TO DO:
Could you write out all of the data again, word for word?
-- PROVIDED RECORDS follows --
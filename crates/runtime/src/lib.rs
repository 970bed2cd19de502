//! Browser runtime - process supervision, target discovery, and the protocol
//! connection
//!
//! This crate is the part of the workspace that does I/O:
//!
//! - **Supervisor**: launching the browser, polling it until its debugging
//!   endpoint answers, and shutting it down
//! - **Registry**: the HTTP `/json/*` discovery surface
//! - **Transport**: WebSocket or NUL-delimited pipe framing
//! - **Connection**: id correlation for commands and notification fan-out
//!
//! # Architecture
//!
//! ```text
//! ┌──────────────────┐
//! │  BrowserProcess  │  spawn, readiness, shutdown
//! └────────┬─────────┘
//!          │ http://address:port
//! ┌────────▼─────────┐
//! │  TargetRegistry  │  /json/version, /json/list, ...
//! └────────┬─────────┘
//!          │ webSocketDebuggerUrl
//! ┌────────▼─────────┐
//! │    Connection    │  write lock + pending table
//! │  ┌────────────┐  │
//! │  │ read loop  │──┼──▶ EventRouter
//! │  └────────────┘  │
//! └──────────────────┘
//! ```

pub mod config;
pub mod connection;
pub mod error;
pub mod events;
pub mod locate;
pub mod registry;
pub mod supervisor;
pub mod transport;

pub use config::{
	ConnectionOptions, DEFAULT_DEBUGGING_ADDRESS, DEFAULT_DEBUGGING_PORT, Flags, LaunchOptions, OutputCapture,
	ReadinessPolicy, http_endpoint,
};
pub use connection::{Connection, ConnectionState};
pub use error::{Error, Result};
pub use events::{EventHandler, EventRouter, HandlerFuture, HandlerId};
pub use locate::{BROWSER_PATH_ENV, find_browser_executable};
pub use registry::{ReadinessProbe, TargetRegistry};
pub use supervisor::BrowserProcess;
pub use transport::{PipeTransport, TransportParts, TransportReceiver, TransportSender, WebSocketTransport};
-- PROVIDED RECORDS concluded --
SOLUTION FOR THIS TASK:
filename crates/runtime/src/lib.rs
repository 970bed2cd19de502
//! Browser runtime - process supervision, target discovery, and the protocol
//! connection
//!
//! This crate is the part of the workspace that does I/O:
//!
//! - **Supervisor**: launching the browser, polling it until its debugging
//!   endpoint answers, and shutting it down
//! - **Registry**: the HTTP `/json/*` discovery surface
//! - **Transport**: WebSocket or NUL-delimited pipe framing
//! - **Connection**: id correlation for commands and notification fan-out
//!
//! # Architecture
//!
//! ```text
//! ┌──────────────────┐
//! │  BrowserProcess  │  spawn, readiness, shutdown
//! └────────┬─────────┘
//!          │ http://address:port
//! ┌────────▼─────────┐
//! │  TargetRegistry  │  /json/version, /json/list, ...
//! └────────┬─────────┘
//!          │ webSocketDebuggerUrl
//! ┌────────▼─────────┐
//! │    Connection    │  write lock + pending table
//! │  ┌────────────┐  │
//! │  │ read loop  │──┼──▶ EventRouter
//! │  └────────────┘  │
//! └──────────────────┘
//! ```

pub mod config;
pub mod connection;
pub mod error;
pub mod events;
pub mod locate;
pub mod registry;
pub mod supervisor;
pub mod transport;

pub use config::{
	ConnectionOptions, DEFAULT_DEBUGGING_ADDRESS, DEFAULT_DEBUGGING_PORT, Flags, LaunchOptions, OutputCapture,
	ReadinessPolicy, http_endpoint,
};
pub use connection::{Connection, ConnectionState};
pub use error::{Error, Result};
pub use events::{EventHandler, EventRouter, HandlerFuture, HandlerId};
pub use locate::{BROWSER_PATH_ENV, find_browser_executable};
pub use registry::{ReadinessProbe, TargetRegistry};
pub use supervisor::BrowserProcess;
pub use transport::{PipeTransport, TransportParts, TransportReceiver, TransportSender, WebSocketTransport};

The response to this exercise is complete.